Update Senin Pagi: Sebaran Abu Vulkanik Anak Krakatau Capai Jakarta, Lampung, kini Sampai ke Jabar
astakom.com, Jakarta - Abu vulkanik dari Gunung Anak Krakatau (GAK) yang meletus sejak Jumat (04/09/2026) malam dilaporkan makin meluas pada Senin (07/09/2026). Berdasarkan data BMKG per pukul 04.00 WIB, sebaran abu ini terdeteksi ke arah yang berbeda pada dua lapisan ketinggian.
"Abu vulkanik terpantau bergerak menjauhi puncak Gunung Anak Krakatau, terdeteksi pada dua lapisan ketinggian dengan arah sebaran berbeda," tulis BMKG dalam laporannya, dikutip astakom.com, Senin (07/09/2026) pagi.
BMKG membagi sebaran abu vulkanik ini ke dalam dua wilayah terdampak:
- Sebaran 1 (Lapisan Rendah): Berada di permukaan hingga ketinggian 15.000 ft (4,57 km), bergerak ke arah Tenggara sampai Barat Laut.

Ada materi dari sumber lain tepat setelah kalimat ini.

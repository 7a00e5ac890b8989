//! End-to-end forecasting run.

use std::sync::Arc;

use rayon::prelude::*;
use ratecast_api::{
    FeatureSummary, ForecastOutcome, OrderSearch, Result, RunConfig, TimeSeries,
};
use tracing::{info, info_span};

use crate::causality::CausalityScreener;
use crate::evaluation::Evaluator;
use crate::features::{FeatureBuilder, Regressor};
use crate::selection::ModelSelector;
use crate::stationarity::StationarityAnalyzer;

/// Inputs of one independent run.
#[derive(Debug, Clone, PartialEq)]
pub struct ForecastJob {
    pub target: TimeSeries,
    pub regressors: Vec<Regressor>,
}

impl ForecastJob {
    /// Job for a target and its candidate regressors.
    pub fn new(target: TimeSeries, regressors: Vec<Regressor>) -> Self {
        Self { target, regressors }
    }
}

/// Wires feature construction, stationarity, screening, selection and
/// evaluation under one configuration.
#[derive(Debug, Clone)]
pub struct RatePipeline {
    config: RunConfig,
    features: FeatureBuilder,
    stationarity: StationarityAnalyzer,
    screener: CausalityScreener,
    selector: ModelSelector,
    evaluator: Evaluator,
}

impl RatePipeline {
    /// Create a pipeline after validating the configuration.
    pub fn new(config: RunConfig) -> Result<Self> {
        config.validate()?;
        Ok(Self::assemble(config))
    }

    /// Pipeline with the default configuration.
    pub fn with_defaults() -> Self {
        Self::assemble(RunConfig::default())
    }

    fn assemble(config: RunConfig) -> Self {
        Self {
            features: FeatureBuilder::from_config(&config),
            stationarity: StationarityAnalyzer::from_config(&config),
            screener: CausalityScreener::from_config(&config),
            selector: ModelSelector::new(config.clone()),
            evaluator: Evaluator::new(config.clone()),
            config,
        }
    }

    /// Replace the order search strategy used for both models.
    pub fn with_strategy(mut self, strategy: Arc<dyn OrderSearch>) -> Self {
        self.selector = self.selector.with_strategy(strategy);
        self
    }

    /// Active configuration
    pub fn config(&self) -> &RunConfig {
        &self.config
    }

    /// Run every stage for one target.
    ///
    /// Stationarity and screening see the whole aligned sample; order
    /// selection sees only the training rows ahead of the holdout.
    pub fn run(&self, target: &TimeSeries, regressors: &[Regressor]) -> Result<ForecastOutcome> {
        let span = info_span!("forecast", target = target.name());
        let _guard = span.enter();

        let features = self.features.build(target, regressors)?;
        let stationarity = self.stationarity.analyze(features.target())?;
        let screening = self.screener.screen(&features, stationarity.d);
        let training = self.evaluator.training_set(&features)?;
        let models = self
            .selector
            .select(&training, stationarity.d, &screening.retained)?;
        let evaluation = self.evaluator.evaluate(&features, &models)?;

        info!(
            winner = %evaluation.winner,
            d = stationarity.d,
            retained = screening.retained.len(),
            "Run complete"
        );

        Ok(ForecastOutcome {
            target: target.name().to_string(),
            features: FeatureSummary::from(&features),
            stationarity,
            causality: screening.results,
            retained: screening.retained,
            models,
            evaluation,
        })
    }

    /// Run independent jobs in parallel, one result per job in input order.
    pub fn run_batch(&self, jobs: &[ForecastJob]) -> Vec<Result<ForecastOutcome>> {
        jobs.par_iter()
            .map(|job| self.run(&job.target, &job.regressors))
            .collect()
    }
}
//! Augmented Dickey-Fuller stationarity analysis.

use ratecast_api::{
    difference, RatecastError, Result, RunConfig, StationarityResult, TimeSeries, UnitRootAttempt,
};
use serde::Serialize;
use statrs::distribution::{ContinuousCDF, Normal};
use tracing::{debug, info, warn};

use crate::regression::{design_matrix, ols};

// MacKinnon (1994) response surface, constant-only regression, one variable.
const TAU_MAX: f64 = 2.74;
const TAU_MIN: f64 = -18.83;
const TAU_STAR: f64 = -1.61;
const TAU_SMALL_P: [f64; 3] = [2.1659, 1.4412, 0.038269];
const TAU_LARGE_P: [f64; 4] = [1.7339, 0.93202, -0.12745, -0.010368];

/// Outcome of a single ADF regression.
#[derive(Debug, Clone, Copy, PartialEq, Serialize)]
pub struct AdfTest {
    /// t-statistic of the lagged level coefficient
    pub statistic: f64,
    /// MacKinnon approximate p-value
    pub p_value: f64,
    /// Augmentation lags chosen
    pub used_lag: usize,
    /// Observations in the final regression
    pub nobs: usize,
}

/// Approximate p-value of an ADF statistic for a regression with constant.
pub fn mackinnon_p_value(statistic: f64) -> f64 {
    if statistic > TAU_MAX {
        return 1.0;
    }
    if statistic < TAU_MIN {
        return 0.0;
    }
    let coefficients: &[f64] = if statistic <= TAU_STAR {
        &TAU_SMALL_P
    } else {
        &TAU_LARGE_P
    };
    let z = coefficients
        .iter()
        .rev()
        .fold(0.0, |acc, c| acc * statistic + c);
    // Standard normal parameters are always valid
    Normal::new(0.0, 1.0).map_or(f64::NAN, |n| n.cdf(z))
}

/// Regressor rows `[1, y_{t-1}, dy_{t-1}, ..., dy_{t-lag}]` and responses `dy_t`
/// over the last `nobs` differences.
fn adf_design(values: &[f64], diffs: &[f64], lag: usize, nobs: usize) -> (Vec<Vec<f64>>, Vec<f64>) {
    let start = diffs.len() - nobs;
    let mut rows = Vec::with_capacity(nobs);
    let mut response = Vec::with_capacity(nobs);
    for t in start..diffs.len() {
        let mut row = Vec::with_capacity(lag + 2);
        row.push(1.0);
        row.push(values[t]);
        row.extend((1..=lag).map(|i| diffs[t - i]));
        rows.push(row);
        response.push(diffs[t]);
    }
    (rows, response)
}

/// Residual sum of squares, relative to the response's, below which the
/// regression is deterministic and its t-statistic meaningless.
const EXACT_FIT_TOLERANCE: f64 = 1e-20;

/// Run the ADF test with constant.
///
/// With `max_lag` unset the augmentation lag is chosen by AIC over
/// `0..=ceil(12 (n/100)^(1/4))`, every candidate fitted on the sample of the
/// largest lag, then the winning lag is refitted on its full sample.
pub fn adf_test(values: &[f64], max_lag: Option<usize>) -> Result<AdfTest> {
    let n = values.len();
    let insufficient = |required: usize| RatecastError::InsufficientData {
        series: "adf".to_string(),
        required,
        actual: n,
    };
    if n < 6 {
        return Err(insufficient(6));
    }

    let cap = (n / 2).saturating_sub(2);
    let default_lag = (12.0 * (n as f64 / 100.0).powf(0.25)).ceil() as usize;
    let max_lag = max_lag.unwrap_or(default_lag).min(cap);

    let diffs = difference(values, 1);

    let used_lag = if max_lag == 0 {
        0
    } else {
        let common = diffs.len() - max_lag;
        let mut best: Option<(usize, f64)> = None;
        for lag in 0..=max_lag {
            let (rows, response) = adf_design(values, &diffs, lag, common);
            let aic = match ols(&design_matrix(&rows), &response) {
                Ok(fit) => fit.aic(),
                Err(_) => continue,
            };
            if best.map_or(true, |(_, b)| aic < b) {
                best = Some((lag, aic));
            }
        }
        best.map(|(lag, _)| lag).ok_or_else(|| {
            RatecastError::Numerical("no augmentation lag produced a valid regression".to_string())
        })?
    };

    let nobs = diffs.len() - used_lag;
    let (rows, response) = adf_design(values, &diffs, used_lag, nobs);
    if nobs <= rows.first().map_or(0, |r| r.len()) {
        return Err(insufficient(used_lag + 4));
    }
    let fit = ols(&design_matrix(&rows), &response)?;
    let scale = response.iter().map(|v| v * v).sum::<f64>();
    if fit.ssr <= EXACT_FIT_TOLERANCE * scale {
        return Err(RatecastError::InvalidSeries {
            name: "adf".to_string(),
            reason: format!("ADF regression at lag {} fits exactly", used_lag),
        });
    }
    let statistic = fit.t_statistic(1);
    if !statistic.is_finite() {
        return Err(RatecastError::Numerical(
            "ADF statistic is not finite".to_string(),
        ));
    }

    Ok(AdfTest {
        statistic,
        p_value: mackinnon_p_value(statistic),
        used_lag,
        nobs,
    })
}

/// Determines the differencing order that makes a series stationary.
#[derive(Debug, Clone)]
pub struct StationarityAnalyzer {
    threshold: f64,
    max_diff_order: usize,
    max_lag: Option<usize>,
}

impl Default for StationarityAnalyzer {
    fn default() -> Self {
        Self::from_config(&RunConfig::default())
    }
}

impl StationarityAnalyzer {
    /// Create an analyzer with a p-value threshold and differencing cap.
    pub fn new(threshold: f64, max_diff_order: usize) -> Self {
        Self {
            threshold,
            max_diff_order,
            max_lag: None,
        }
    }

    /// Analyzer configured from a run configuration.
    pub fn from_config(config: &RunConfig) -> Self {
        Self::new(config.significance_threshold, config.max_diff_order)
    }

    /// Fix the largest augmentation lag instead of the default rule.
    pub fn with_max_lag(mut self, max_lag: usize) -> Self {
        self.max_lag = Some(max_lag);
        self
    }

    /// Test levels, then successive differences, until the p-value is at or
    /// below the threshold.
    pub fn analyze(&self, series: &TimeSeries) -> Result<StationarityResult> {
        if series.missing_count() > 0 {
            return Err(RatecastError::InvalidSeries {
                name: series.name().to_string(),
                reason: format!("{} missing value(s)", series.missing_count()),
            });
        }
        if let Some(first) = series.values().first() {
            if series.values().iter().all(|v| v == first) {
                return Err(RatecastError::InvalidSeries {
                    name: series.name().to_string(),
                    reason: "series is constant".to_string(),
                });
            }
        }

        let mut attempts = Vec::with_capacity(self.max_diff_order + 1);
        for order in 0..=self.max_diff_order {
            let values = difference(series.values(), order);
            let test = adf_test(&values, self.max_lag).map_err(|e| match e {
                RatecastError::InsufficientData {
                    required, actual, ..
                } => RatecastError::InsufficientData {
                    series: series.name().to_string(),
                    required: required + order,
                    actual: actual + order,
                },
                RatecastError::InvalidSeries { reason, .. } => RatecastError::InvalidSeries {
                    name: series.name().to_string(),
                    reason: format!("difference order {}: {}", order, reason),
                },
                RatecastError::Numerical(reason) => RatecastError::InvalidSeries {
                    name: series.name().to_string(),
                    reason: format!(
                        "ADF regression at difference order {} is degenerate: {}",
                        order, reason
                    ),
                },
                other => other,
            })?;
            debug!(
                series = series.name(),
                order,
                statistic = test.statistic,
                p_value = test.p_value,
                used_lag = test.used_lag,
                "ADF test"
            );
            attempts.push(UnitRootAttempt {
                order,
                statistic: test.statistic,
                p_value: test.p_value,
                used_lag: test.used_lag,
                nobs: test.nobs,
            });

            if test.p_value <= self.threshold {
                info!(series = series.name(), d = order, p_value = test.p_value, "Series is stationary");
                return Ok(StationarityResult {
                    series: series.name().to_string(),
                    d: order,
                    statistic: test.statistic,
                    p_value: test.p_value,
                    used_lag: test.used_lag,
                    nobs: test.nobs,
                    threshold: self.threshold,
                    attempts,
                });
            }
        }

        let (statistic, p_value) = attempts
            .last()
            .map_or((f64::NAN, f64::NAN), |a| (a.statistic, a.p_value));
        warn!(
            series = series.name(),
            max_order = self.max_diff_order,
            p_value,
            "Series still non-stationary at the differencing cap"
        );
        Err(RatecastError::NonStationarity {
            series: series.name().to_string(),
            max_order: self.max_diff_order,
            statistic,
            p_value,
        })
    }
}
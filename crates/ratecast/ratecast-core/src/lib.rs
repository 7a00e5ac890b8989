//! Ratecast Core
//!
//! Estimators and pipeline stages for forecasting an interest rate from
//! macroeconomic regressors: feature construction, unit-root testing,
//! causality screening, ARIMAX order selection and holdout evaluation.

pub mod arimax;
pub mod causality;
pub mod evaluation;
pub mod features;
pub mod metrics;
pub mod pipeline;
pub mod regression;
pub mod resample;
pub mod search;
pub mod selection;
pub mod source;
pub mod stationarity;

#[cfg(test)]
mod testing;

// Re-export SPI/API types for implementations
pub use ratecast_api::{
    DataSource, OrderSearch, RatecastError, Result, RunConfig, SeriesClient,
};

// Re-export main types
pub use causality::{CausalityScreener, Screening};
pub use evaluation::Evaluator;
pub use features::{FeatureBuilder, Regressor};
pub use pipeline::{ForecastJob, RatePipeline};
pub use search::{FixedOrder, GridSearch};
pub use selection::ModelSelector;
pub use source::{ApiSource, CsvFileSource, PrioritizedSource};
pub use stationarity::{AdfTest, StationarityAnalyzer};
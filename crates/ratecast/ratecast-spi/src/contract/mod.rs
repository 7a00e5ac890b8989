//! Seams between the pipeline and its collaborators.

mod data_source;
mod order_search;
mod series_client;

pub use data_source::DataSource;
pub use order_search::OrderSearch;
pub use series_client::SeriesClient;
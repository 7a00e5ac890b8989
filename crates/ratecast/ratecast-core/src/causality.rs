//! Granger-style causality screening of candidate features.

use ratecast_api::{
    difference, CausalityDecision, CausalityResult, Feature, FeatureSet, RunConfig, TimeSeries,
};
use statrs::distribution::{ContinuousCDF, FisherSnedecor};
use tracing::{debug, info, warn};

use crate::regression::{design_matrix, ols};

/// Results of screening every candidate feature.
#[derive(Debug, Clone, PartialEq)]
pub struct Screening {
    /// One result per candidate, ordered by feature name
    pub results: Vec<CausalityResult>,
    /// Names of the retained features
    pub retained: Vec<String>,
}

impl Screening {
    /// Results of the dropped features.
    pub fn dropped(&self) -> impl Iterator<Item = &CausalityResult> {
        self.results.iter().filter(|r| !r.is_retained())
    }
}

/// F-test filter deciding which features may enter the challenger model.
#[derive(Debug, Clone)]
pub struct CausalityScreener {
    lag: usize,
    threshold: f64,
}

impl Default for CausalityScreener {
    fn default() -> Self {
        Self::from_config(&RunConfig::default())
    }
}

impl CausalityScreener {
    /// Screener with a lag count and p-value threshold.
    pub fn new(lag: usize, threshold: f64) -> Self {
        Self {
            lag: lag.max(1),
            threshold,
        }
    }

    /// Screener configured from a run configuration.
    pub fn from_config(config: &RunConfig) -> Self {
        Self::new(config.causality_lag, config.significance_threshold)
    }

    /// Lag count of the test
    pub fn lag(&self) -> usize {
        self.lag
    }

    /// Test one feature against the target after differencing both `d` times.
    pub fn test(&self, target: &TimeSeries, feature: &Feature, d: usize) -> CausalityResult {
        let untestable = |reason: String| CausalityResult {
            feature: feature.name.clone(),
            target: target.name().to_string(),
            lag: self.lag,
            f_statistic: f64::NAN,
            p_value: f64::NAN,
            decision: CausalityDecision::Untestable,
            reason: Some(reason),
        };

        let y = difference(target.values(), d);
        let x = difference(&feature.values, d);
        if x.len() != y.len() {
            return untestable(format!(
                "feature has {} rows but target has {}",
                x.len(),
                y.len()
            ));
        }
        if y.iter().chain(x.iter()).any(|v| !v.is_finite()) {
            return untestable("missing values in overlap".to_string());
        }

        let lag = self.lag;
        let nobs = y.len().saturating_sub(lag);
        let unrestricted_params = 1 + 2 * lag;
        if nobs <= unrestricted_params {
            return untestable(format!(
                "{} overlapping observations are too few for lag {}",
                y.len(),
                lag
            ));
        }
        if x.iter().all(|v| *v == x[0]) {
            return untestable("feature is constant over the test window".to_string());
        }

        let mut restricted = Vec::with_capacity(nobs);
        let mut unrestricted = Vec::with_capacity(nobs);
        let mut response = Vec::with_capacity(nobs);
        for t in lag..y.len() {
            let mut row = Vec::with_capacity(unrestricted_params);
            row.push(1.0);
            row.extend((1..=lag).map(|i| y[t - i]));
            restricted.push(row.clone());
            // The column is already shifted by its reporting lag, so offset 0
            // only carries information dated at or before t - lag.
            row.extend((0..lag).map(|i| x[t - i]));
            unrestricted.push(row);
            response.push(y[t]);
        }

        let fits = ols(&design_matrix(&restricted), &response)
            .and_then(|r| ols(&design_matrix(&unrestricted), &response).map(|u| (r, u)));
        let (restricted_fit, unrestricted_fit) = match fits {
            Ok(fits) => fits,
            Err(e) => return untestable(e.to_string()),
        };

        let df_resid = unrestricted_fit.df_resid() as f64;
        let f_statistic = ((restricted_fit.ssr - unrestricted_fit.ssr).max(0.0) / lag as f64)
            / (unrestricted_fit.ssr / df_resid);
        if !f_statistic.is_finite() {
            return untestable("unrestricted regression fits exactly".to_string());
        }
        let p_value = match FisherSnedecor::new(lag as f64, df_resid) {
            Ok(dist) => 1.0 - dist.cdf(f_statistic),
            Err(e) => return untestable(e.to_string()),
        };

        let decision = if p_value < self.threshold {
            CausalityDecision::Retained
        } else {
            CausalityDecision::Insignificant
        };
        debug!(
            feature = %feature.name,
            f_statistic,
            p_value,
            %decision,
            "Causality test"
        );

        CausalityResult {
            feature: feature.name.clone(),
            target: target.name().to_string(),
            lag,
            f_statistic,
            p_value,
            decision,
            reason: None,
        }
    }

    /// Screen every feature of the set.
    pub fn screen(&self, features: &FeatureSet, d: usize) -> Screening {
        let results: Vec<CausalityResult> = features
            .features()
            .map(|f| self.test(features.target(), f, d))
            .collect();
        let retained: Vec<String> = results
            .iter()
            .filter(|r| r.is_retained())
            .map(|r| r.feature.clone())
            .collect();

        for dropped in results.iter().filter(|r| !r.is_retained()) {
            warn!(
                feature = %dropped.feature,
                decision = %dropped.decision,
                p_value = dropped.p_value,
                "Regressor dropped by causality screening"
            );
        }
        info!(
            candidates = results.len(),
            retained = retained.len(),
            lag = self.lag,
            "Causality screening complete"
        );

        Screening { results, retained }
    }
}

#[cfg(test)]
mod tests {
    use super::*;
    use crate::testing::noise;
    use chrono::NaiveDate;

    fn start() -> NaiveDate {
        NaiveDate::from_ymd_opt(2015, 1, 31).unwrap()
    }

    fn feature(name: &str, values: Vec<f64>) -> Feature {
        Feature {
            name: name.to_string(),
            source: name.trim_end_matches("_lag1").to_string(),
            lag: 1,
            values,
        }
    }

    fn driven_set() -> FeatureSet {
        // y[t] = 0.5 y[t-1] + x[t-1] + noise, feature column holds x[t-1]
        let n = 80;
        let x: Vec<f64> = (0..n).map(|i| noise(i, 1) * 2.0).collect();
        let mut y = vec![0.0; n];
        for t in 1..n {
            y[t] = 0.5 * y[t - 1] + x[t - 1] + 0.1 * noise(t, 2);
        }
        let mut lagged = vec![0.0; n];
        lagged[1..].copy_from_slice(&x[..n - 1]);
        let target = TimeSeries::from_values("RATE", start(), y[1..].to_vec()).unwrap();
        let junk: Vec<f64> = (1..n).map(|i| noise(i, 7)).collect();
        FeatureSet::new(
            target,
            vec![
                feature("X_lag1", lagged[1..].to_vec()),
                feature("JUNK_lag1", junk),
            ],
            n - 1,
            0,
        )
        .unwrap()
    }

    #[test]
    fn test_driving_feature_retained() {
        let set = driven_set();
        let screening = CausalityScreener::default().screen(&set, 0);
        assert_eq!(screening.retained, vec!["X_lag1".to_string()]);
        let x = screening.results.iter().find(|r| r.feature == "X_lag1").unwrap();
        assert!(x.p_value < 1e-6);
        assert_eq!(x.decision, CausalityDecision::Retained);
    }

    #[test]
    fn test_noise_feature_dropped() {
        let set = driven_set();
        let screening = CausalityScreener::default().screen(&set, 0);
        let junk = screening.results.iter().find(|r| r.feature == "JUNK_lag1").unwrap();
        assert_eq!(junk.decision, CausalityDecision::Insignificant);
        assert!(junk.p_value >= 0.05);
        assert_eq!(screening.dropped().count(), 1);
    }

    #[test]
    fn test_results_ordered_by_name() {
        let screening = CausalityScreener::default().screen(&driven_set(), 0);
        let names: Vec<&str> = screening.results.iter().map(|r| r.feature.as_str()).collect();
        assert_eq!(names, vec!["JUNK_lag1", "X_lag1"]);
    }

    #[test]
    fn test_deterministic() {
        let set = driven_set();
        let screener = CausalityScreener::default();
        assert_eq!(screener.screen(&set, 1), screener.screen(&set, 1));
    }

    #[test]
    fn test_constant_feature_untestable() {
        let target =
            TimeSeries::from_values("RATE", start(), (0..30).map(|i| noise(i, 3)).collect())
                .unwrap();
        let result = CausalityScreener::default().test(&target, &feature("FLAT_lag1", vec![1.0; 30]), 0);
        assert_eq!(result.decision, CausalityDecision::Untestable);
        assert!(result.reason.is_some());
        assert!(result.p_value.is_nan());
    }

    #[test]
    fn test_short_overlap_untestable() {
        let target = TimeSeries::from_values("RATE", start(), vec![1.0, 2.0, 1.5, 2.5, 2.0]).unwrap();
        let result = CausalityScreener::default().test(
            &target,
            &feature("X_lag1", vec![0.3, 0.1, 0.4, 0.1, 0.5]),
            0,
        );
        assert_eq!(result.decision, CausalityDecision::Untestable);
    }
}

Area terdampak mencakup sebagian Jakarta, Banten, Lampung, Jawa Barat, serta perairan sekitarnya. BMKG menyebut sebaran di ketinggian ini berpotensi mengganggu kualitas udara dan jarak pandang.
- Sebaran 2 (Lapisan Tinggi): Berada di permukaan hingga ketinggian 50.000 ft (15,24 km), bergerak ke arah Barat Daya sampai Barat. Area terdampak melingkupi Samudra Hindia di sebelah Barat hingga Barat Daya Bengkulu, Lampung, dan Banten. Pada lapisan ini, dampak utamanya mengincar jalur lintasan penerbangan pesawat.
Selain itu, sebaran abu vulkanik pada Senin pagi ini diperkirakan bakal makin meluas ke arah Barat.
Buat warga di area terdampak, BMKG mengimbau untuk selalu pantau update resmi dari BMKG, PVMBG, atau instansi terkait, serta ekstra hati-hati memperhatikan kondisi udara dan jarak pandang saat beraktivitas di luar rumah. (RaM)
Gen Z Takeaway
Erupsi Gunung Anak Krakatau sejak Jumat (4/9) malam bikin sebaran abu vulkaniknya makin meluas sampai ke Jakarta, Banten, Lampung, hingga Jawa Barat per Senin (7/9) pagi ini. Berdasarkan update BMKG pukul 04.00 WIB, abunya terdeteksi di dua lapisan ketinggian—lapisan rendah yang berpotensi ngerusak kualitas udara dan jarak pandang warga, serta lapisan tinggi yang berdampak langsung ke jalur penerbangan pesawat—sehingga warga diimbau buat terus pantau informasi resmi dari PVMBG dan BMKG sambil ekstra hati-hati pas beraktivitas di luar.